__ACTIVITY__
Check each line of the listing below for "StreamSource" and state how many lines contain it, with no other words.

══ SUPPLIED DATA ══

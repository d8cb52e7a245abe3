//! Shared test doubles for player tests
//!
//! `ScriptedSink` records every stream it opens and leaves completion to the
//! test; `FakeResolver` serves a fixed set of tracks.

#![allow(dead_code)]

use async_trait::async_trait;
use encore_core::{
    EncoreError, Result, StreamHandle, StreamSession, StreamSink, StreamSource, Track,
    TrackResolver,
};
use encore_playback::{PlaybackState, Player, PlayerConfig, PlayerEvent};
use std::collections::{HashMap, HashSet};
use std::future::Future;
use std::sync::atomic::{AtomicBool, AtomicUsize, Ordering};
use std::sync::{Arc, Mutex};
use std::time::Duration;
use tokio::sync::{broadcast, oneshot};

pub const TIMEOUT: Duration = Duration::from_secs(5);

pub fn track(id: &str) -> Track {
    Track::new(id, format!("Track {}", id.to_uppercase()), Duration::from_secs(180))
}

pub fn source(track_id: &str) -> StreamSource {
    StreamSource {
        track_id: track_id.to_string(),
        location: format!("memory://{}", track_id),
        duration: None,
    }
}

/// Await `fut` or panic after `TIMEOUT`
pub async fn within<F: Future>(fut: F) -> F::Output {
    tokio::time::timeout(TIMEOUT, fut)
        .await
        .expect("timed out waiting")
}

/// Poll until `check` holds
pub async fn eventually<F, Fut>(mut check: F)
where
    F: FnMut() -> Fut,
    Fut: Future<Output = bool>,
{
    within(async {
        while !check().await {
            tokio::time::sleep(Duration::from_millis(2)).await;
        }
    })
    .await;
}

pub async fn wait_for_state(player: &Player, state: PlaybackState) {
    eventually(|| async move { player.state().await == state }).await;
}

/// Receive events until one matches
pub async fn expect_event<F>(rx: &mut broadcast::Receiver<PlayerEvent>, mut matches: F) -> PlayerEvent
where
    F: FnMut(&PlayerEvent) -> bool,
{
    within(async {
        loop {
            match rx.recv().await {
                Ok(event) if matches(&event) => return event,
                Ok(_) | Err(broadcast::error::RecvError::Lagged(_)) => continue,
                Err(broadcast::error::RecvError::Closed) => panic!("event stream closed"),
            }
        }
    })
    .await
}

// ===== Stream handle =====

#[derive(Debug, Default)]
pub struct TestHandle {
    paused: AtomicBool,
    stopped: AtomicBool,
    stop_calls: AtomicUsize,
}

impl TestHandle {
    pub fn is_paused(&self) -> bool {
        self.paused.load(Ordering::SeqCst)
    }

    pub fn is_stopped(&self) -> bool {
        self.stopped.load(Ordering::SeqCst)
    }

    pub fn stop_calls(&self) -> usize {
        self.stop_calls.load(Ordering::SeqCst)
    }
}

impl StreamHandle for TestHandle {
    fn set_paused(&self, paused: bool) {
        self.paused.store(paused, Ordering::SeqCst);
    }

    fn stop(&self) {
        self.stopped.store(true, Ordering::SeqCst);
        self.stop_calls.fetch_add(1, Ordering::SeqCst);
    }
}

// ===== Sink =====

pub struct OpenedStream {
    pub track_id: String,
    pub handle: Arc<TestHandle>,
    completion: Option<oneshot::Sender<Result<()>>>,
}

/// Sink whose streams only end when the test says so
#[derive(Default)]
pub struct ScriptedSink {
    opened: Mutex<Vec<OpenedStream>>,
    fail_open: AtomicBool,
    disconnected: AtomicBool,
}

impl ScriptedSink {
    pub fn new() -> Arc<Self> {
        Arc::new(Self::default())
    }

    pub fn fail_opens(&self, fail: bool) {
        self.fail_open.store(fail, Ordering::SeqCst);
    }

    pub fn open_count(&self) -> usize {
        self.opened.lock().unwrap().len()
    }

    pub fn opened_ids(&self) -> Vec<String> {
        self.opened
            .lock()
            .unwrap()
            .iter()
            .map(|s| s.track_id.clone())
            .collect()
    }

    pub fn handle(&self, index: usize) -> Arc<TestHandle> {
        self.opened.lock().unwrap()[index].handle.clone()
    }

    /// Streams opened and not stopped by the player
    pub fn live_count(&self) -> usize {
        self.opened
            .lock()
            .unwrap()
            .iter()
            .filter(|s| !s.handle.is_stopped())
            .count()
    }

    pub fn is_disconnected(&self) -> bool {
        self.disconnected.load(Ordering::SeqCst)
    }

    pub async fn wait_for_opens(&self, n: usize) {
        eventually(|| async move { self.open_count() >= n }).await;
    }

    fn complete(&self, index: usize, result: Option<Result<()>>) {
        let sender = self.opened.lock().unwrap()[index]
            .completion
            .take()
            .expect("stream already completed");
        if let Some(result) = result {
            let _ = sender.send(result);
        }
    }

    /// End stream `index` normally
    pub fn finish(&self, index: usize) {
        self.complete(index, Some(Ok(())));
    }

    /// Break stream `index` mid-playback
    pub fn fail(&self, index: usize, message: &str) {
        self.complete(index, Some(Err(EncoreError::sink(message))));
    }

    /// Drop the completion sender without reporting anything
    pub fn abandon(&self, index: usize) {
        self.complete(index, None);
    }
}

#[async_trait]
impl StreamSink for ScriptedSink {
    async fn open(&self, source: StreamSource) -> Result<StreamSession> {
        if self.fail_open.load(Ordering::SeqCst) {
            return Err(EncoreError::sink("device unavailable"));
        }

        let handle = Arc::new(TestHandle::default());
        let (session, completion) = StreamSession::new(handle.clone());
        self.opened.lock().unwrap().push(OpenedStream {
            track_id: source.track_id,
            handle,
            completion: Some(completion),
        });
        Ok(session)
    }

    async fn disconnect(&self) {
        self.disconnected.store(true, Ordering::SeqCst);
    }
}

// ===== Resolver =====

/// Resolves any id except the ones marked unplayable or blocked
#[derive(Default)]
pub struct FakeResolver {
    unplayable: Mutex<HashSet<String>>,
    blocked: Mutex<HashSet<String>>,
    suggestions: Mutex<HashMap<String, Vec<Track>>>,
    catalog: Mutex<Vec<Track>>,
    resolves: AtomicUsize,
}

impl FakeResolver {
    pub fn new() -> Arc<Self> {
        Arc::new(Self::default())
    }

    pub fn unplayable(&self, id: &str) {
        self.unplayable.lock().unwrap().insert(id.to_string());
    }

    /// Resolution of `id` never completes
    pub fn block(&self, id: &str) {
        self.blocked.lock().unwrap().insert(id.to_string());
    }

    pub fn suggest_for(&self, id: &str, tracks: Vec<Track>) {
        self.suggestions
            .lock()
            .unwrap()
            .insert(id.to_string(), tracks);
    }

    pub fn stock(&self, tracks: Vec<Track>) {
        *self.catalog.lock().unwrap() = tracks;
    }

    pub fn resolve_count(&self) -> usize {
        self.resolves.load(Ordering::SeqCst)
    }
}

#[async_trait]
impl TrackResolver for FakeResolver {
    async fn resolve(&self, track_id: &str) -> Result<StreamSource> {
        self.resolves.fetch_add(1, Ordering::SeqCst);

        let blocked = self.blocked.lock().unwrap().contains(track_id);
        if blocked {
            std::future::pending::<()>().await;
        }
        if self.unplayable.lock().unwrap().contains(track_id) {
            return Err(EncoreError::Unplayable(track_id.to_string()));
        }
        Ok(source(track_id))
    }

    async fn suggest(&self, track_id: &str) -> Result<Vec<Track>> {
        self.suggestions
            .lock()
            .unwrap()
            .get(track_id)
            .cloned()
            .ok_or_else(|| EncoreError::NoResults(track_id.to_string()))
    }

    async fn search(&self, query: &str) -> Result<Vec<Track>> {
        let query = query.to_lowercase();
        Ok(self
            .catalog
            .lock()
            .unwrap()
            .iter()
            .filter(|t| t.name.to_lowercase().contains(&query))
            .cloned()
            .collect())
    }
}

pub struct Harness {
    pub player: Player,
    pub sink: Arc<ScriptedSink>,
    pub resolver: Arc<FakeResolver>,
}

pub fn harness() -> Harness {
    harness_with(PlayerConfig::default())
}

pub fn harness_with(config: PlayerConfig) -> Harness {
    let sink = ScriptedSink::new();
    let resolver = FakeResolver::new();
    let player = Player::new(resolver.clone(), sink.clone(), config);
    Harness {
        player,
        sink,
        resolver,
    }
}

═══

__RESPONSE FOR THIS EXERCISE__
5